The Scottish Government has published a report emphasising the importance of engagement and ethics in the private sector’s use of public sector data.
Prepared by an independent expert group and titled Unlocking the value of data, it has been published to help data controllers in the public sector make decisions on releasing or sharing data when they think it could provide benefits to the public.
This involves a series of principles and recommendations, the latter of which are grouped under three headings, the first of which is ‘Engage’, applying to expert stakeholders and the public throughout the data lifecycle.
Second is ‘Enable’, applying to issues such as awareness of the data held, a streamlined approach to data access, shared standards and protocols, and further investigation in technological solutions.
Third is to ‘Ensure’ various steps, including that there is a reasonable public benefit rationale for the sharing, that data protection and equality impact assessments have taken place, that there is transparency in data access provisions and there are appropriate resources for oversight.

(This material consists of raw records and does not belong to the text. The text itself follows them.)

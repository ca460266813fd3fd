use crate::core::descriptors::md3d::DescriptorError;
use crate::core::models::structure::{AtomicStructure, CenteredGeometry};
use nalgebra::{DVector, Matrix3, Matrix3xX, SymmetricEigen, Vector3};
use std::fmt;
use tracing::trace;

/// Upper bound on QR sweeps for a 3x3 symmetric eigendecomposition. Real inputs
/// converge in a handful of sweeps; hitting this limit signals degenerate data.
const MAX_EIGEN_ITERATIONS: usize = 1000;

/// Which of the two diagonalizations in [`principal_moments`] failed.
#[derive(Debug, Clone, Copy, PartialEq, Eq)]
pub enum DiagonalizationPass {
    /// Diagonalization of the centered structure, used to find the principal axes.
    Alignment,
    /// Diagonalization of the aligned structure, yielding the moments.
    Moments,
}

impl fmt::Display for DiagonalizationPass {
    fn fmt(&self, f: &mut fmt::Formatter<'_>) -> fmt::Result {
        match self {
            DiagonalizationPass::Alignment => write!(f, "alignment"),
            DiagonalizationPass::Moments => write!(f, "moments"),
        }
    }
}

/// Eigenvalues in ascending order with the matching eigenvectors as columns.
#[derive(Debug, Clone, PartialEq)]
pub struct PrincipalAxes {
    pub moments: Vector3<f64>,
    pub axes: Matrix3<f64>,
}

/// Translates a structure so its mass-weighted centroid is at the origin.
pub fn center_on_mass(structure: &AtomicStructure) -> CenteredGeometry {
    let coords = structure.coordinates();
    let masses = structure.masses();
    let center_of_mass: Vector3<f64> = (coords * masses) / structure.total_mass();

    let mut centered = coords.clone();
    for mut column in centered.column_iter_mut() {
        column -= &center_of_mass;
    }
    CenteredGeometry::new(centered, masses.clone(), center_of_mass)
}

/// Computes the inertia tensor of point masses about the origin.
///
/// Diagonal entries are `sum(m * (b^2 + c^2))` over the two perpendicular axes;
/// off-diagonal entries are `-sum(m * a * b)`. Each off-diagonal sum is computed
/// once and written to both halves, so the result is exactly symmetric.
pub fn inertia_tensor(coords: &Matrix3xX<f64>, masses: &DVector<f64>) -> Matrix3<f64> {
    let (mut ixx, mut iyy, mut izz) = (0.0, 0.0, 0.0);
    let (mut ixy, mut ixz, mut iyz) = (0.0, 0.0, 0.0);
    for (p, &m) in coords.column_iter().zip(masses.iter()) {
        let (x, y, z) = (p[0], p[1], p[2]);
        ixx += m * (y * y + z * z);
        iyy += m * (x * x + z * z);
        izz += m * (x * x + y * y);
        ixy -= m * x * y;
        ixz -= m * x * z;
        iyz -= m * y * z;
    }
    Matrix3::new(
        ixx, ixy, ixz, //
        ixy, iyy, iyz, //
        ixz, iyz, izz,
    )
}

/// Diagonalizes a symmetric tensor, returning eigenpairs sorted by ascending eigenvalue.
///
/// # Errors
///
/// Returns [`DescriptorError::EigenNotConverged`] if the iterative solver does not
/// converge, or [`DescriptorError::NonFinite`] if the tensor holds NaN or infinity.
pub fn principal_axes(
    tensor: &Matrix3<f64>,
    pass: DiagonalizationPass,
) -> Result<PrincipalAxes, DescriptorError> {
    if tensor.iter().any(|v| !v.is_finite()) {
        return Err(DescriptorError::NonFinite {
            what: "inertia tensor",
        });
    }
    let eigen = SymmetricEigen::try_new(*tensor, f64::EPSILON, MAX_EIGEN_ITERATIONS)
        .ok_or(DescriptorError::EigenNotConverged { pass })?;

    let mut order = [0usize, 1, 2];
    order.sort_by(|&a, &b| eigen.eigenvalues[a].total_cmp(&eigen.eigenvalues[b]));

    let moments = Vector3::new(
        eigen.eigenvalues[order[0]],
        eigen.eigenvalues[order[1]],
        eigen.eigenvalues[order[2]],
    );
    let axes = Matrix3::from_columns(&[
        eigen.eigenvectors.column(order[0]).into_owned(),
        eigen.eigenvectors.column(order[1]).into_owned(),
        eigen.eigenvectors.column(order[2]).into_owned(),
    ]);
    Ok(PrincipalAxes { moments, axes })
}

/// Rotates centered coordinates into the principal-axis frame of their inertia tensor.
///
/// Each atom position `p` becomes `A^T p`, where the columns of `A` are the principal
/// axes in ascending-moment order.
pub fn align_to_principal_axes(
    geometry: &CenteredGeometry,
) -> Result<Matrix3xX<f64>, DescriptorError> {
    let tensor = inertia_tensor(geometry.coordinates(), geometry.masses());
    let principal = principal_axes(&tensor, DiagonalizationPass::Alignment)?;
    Ok(principal.axes.transpose() * geometry.coordinates())
}

/// Computes the principal moments of inertia `[PMI1, PMI2, PMI3]` in ascending order.
///
/// The structure is first aligned to its principal axes, then the tensor of the aligned
/// coordinates is diagonalized a second time. The second pass removes any dependence
/// on the ordering and sign of the eigenvectors returned by the first.
pub fn principal_moments(geometry: &CenteredGeometry) -> Result<[f64; 3], DescriptorError> {
    let aligned = align_to_principal_axes(geometry)?;
    let tensor = inertia_tensor(&aligned, geometry.masses());
    let principal = principal_axes(&tensor, DiagonalizationPass::Moments)?;
    trace!(moments = ?principal.moments, "Principal moments computed.");
    Ok([
        principal.moments[0],
        principal.moments[1],
        principal.moments[2],
    ])
}

#[cfg(test)]
mod tests {
    use super::*;
    use crate::core::io::xyzmq::XyzmqFile;
    use nalgebra::Rotation3;

    const TOL: f64 = 1e-9;

    fn structure(text: &str) -> AtomicStructure {
        XyzmqFile::parse_str(text).unwrap()
    }

    fn asymmetric_structure() -> AtomicStructure {
        structure(
            "0.0 0.0 0.0 12.011 0\n\
             1.54 0.0 0.0 12.011 0\n\
             2.1 1.4 0.3 15.999 0\n\
             -0.6 -0.9 0.8 1.008 0\n\
             3.0 -1.1 -1.7 14.007 0\n",
        )
    }

    fn transformed(original: &AtomicStructure, rotation: &Rotation3<f64>, shift: Vector3<f64>) -> AtomicStructure {
        let mut coords = rotation.matrix() * original.coordinates();
        for mut column in coords.column_iter_mut() {
            column += &shift;
        }
        AtomicStructure::new(coords, original.masses().clone(), original.charges().clone()).unwrap()
    }

    #[test]
    fn centered_geometry_has_zero_weighted_centroid() {
        let geometry = center_on_mass(&asymmetric_structure());
        let weighted: Vector3<f64> = geometry.coordinates() * geometry.masses();
        assert!(weighted.norm() < TOL, "weighted centroid {:?}", weighted);
    }

    #[test]
    fn center_of_mass_is_mass_weighted() {
        let geometry = center_on_mass(&structure("0 0 0 3.0 0\n4 0 0 1.0 0\n"));
        assert!((geometry.center_of_mass() - Vector3::new(1.0, 0.0, 0.0)).norm() < TOL);
        assert!((geometry.coordinates()[(0, 0)] + 1.0).abs() < TOL);
        assert!((geometry.coordinates()[(0, 1)] - 3.0).abs() < TOL);
    }

    #[test]
    fn inertia_tensor_is_exactly_symmetric() {
        let geometry = center_on_mass(&asymmetric_structure());
        let tensor = inertia_tensor(geometry.coordinates(), geometry.masses());
        for i in 0..3 {
            for j in 0..3 {
                assert_eq!(tensor[(i, j)], tensor[(j, i)]);
            }
        }
    }

    #[test]
    fn inertia_tensor_of_single_atom_at_origin_is_zero() {
        let geometry = center_on_mass(&structure("5 -3 2 1.0 0\n"));
        let tensor = inertia_tensor(geometry.coordinates(), geometry.masses());
        assert_eq!(tensor, Matrix3::zeros());
    }

    #[test]
    fn principal_axes_are_sorted_ascending_and_orthonormal() {
        let tensor = Matrix3::new(5.0, 0.0, 0.0, 0.0, 1.0, 0.0, 0.0, 0.0, 3.0);
        let principal = principal_axes(&tensor, DiagonalizationPass::Alignment).unwrap();

        assert!((principal.moments - Vector3::new(1.0, 3.0, 5.0)).norm() < TOL);
        let identity = principal.axes.transpose() * principal.axes;
        assert!((identity - Matrix3::identity()).norm() < TOL);
        assert!((principal.axes.column(0).abs() - Vector3::y()).norm() < TOL);
        assert!((principal.axes.column(2).abs() - Vector3::x()).norm() < TOL);
    }

    #[test]
    fn principal_axes_rejects_non_finite_tensor() {
        let mut tensor = Matrix3::identity();
        tensor[(0, 1)] = f64::NAN;
        tensor[(1, 0)] = f64::NAN;
        let result = principal_axes(&tensor, DiagonalizationPass::Moments);
        assert!(matches!(result, Err(DescriptorError::NonFinite { .. })));
    }

    #[test]
    fn aligned_tensor_is_diagonal() {
        let geometry = center_on_mass(&asymmetric_structure());
        let aligned = align_to_principal_axes(&geometry).unwrap();
        let tensor = inertia_tensor(&aligned, geometry.masses());
        let scale = tensor.norm();
        for i in 0..3 {
            for j in 0..3 {
                if i != j {
                    assert!(tensor[(i, j)].abs() < 1e-9 * scale);
                }
            }
        }
    }

    #[test]
    fn two_atom_rod_has_moments_zero_two_two() {
        let geometry = center_on_mass(&structure("-1 0 0 1.0 0\n1 0 0 1.0 0\n"));
        let pmi = principal_moments(&geometry).unwrap();
        assert!(pmi[0].abs() < TOL);
        assert!((pmi[1] - 2.0).abs() < TOL);
        assert!((pmi[2] - 2.0).abs() < TOL);
    }

    #[test]
    fn moments_are_ordered_and_invariant_to_rigid_motion() {
        let original = asymmetric_structure();
        let reference = principal_moments(&center_on_mass(&original)).unwrap();
        assert!(reference[0] <= reference[1] && reference[1] <= reference[2]);

        let rotation = Rotation3::from_euler_angles(0.3, -1.1, 2.4);
        let moved = transformed(&original, &rotation, Vector3::new(10.0, -4.0, 7.5));
        let moved_pmi = principal_moments(&center_on_mass(&moved)).unwrap();
        for k in 0..3 {
            assert!(
                (reference[k] - moved_pmi[k]).abs() < 1e-8 * reference[2],
                "moment {} differs: {} vs {}",
                k,
                reference[k],
                moved_pmi[k]
            );
        }
    }

    #[test]
    fn mirror_image_has_identical_moments() {
        let original = asymmetric_structure();
        let mut mirrored_coords = original.coordinates().clone();
        mirrored_coords.row_mut(2).neg_mut();
        let mirrored = AtomicStructure::new(
            mirrored_coords,
            original.masses().clone(),
            original.charges().clone(),
        )
        .unwrap();

        let a = principal_moments(&center_on_mass(&original)).unwrap();
        let b = principal_moments(&center_on_mass(&mirrored)).unwrap();
        for k in 0..3 {
            assert!((a[k] - b[k]).abs() < 1e-8 * a[2]);
        }
    }
}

The guiding principles cover public and involvement, public interest and benefit, doing no harm, transparency, ensuring the application of law, ethics and best practice, having enabling conditions in place, and carrying out regular reviews.
In a blogpost accompanying the publication, Professor Angela Daly, chair of the independent expert group, said: “I hope that this report will position Scotland as an internationally leading ethical digital nation. In doing so, Scotland will implement excellence and equity in enabling engagement, and sharing the benefits of private sector use of public sector personal data.
“Furthermore, Scotland can provide an important example of doing data better for other countries and nations.”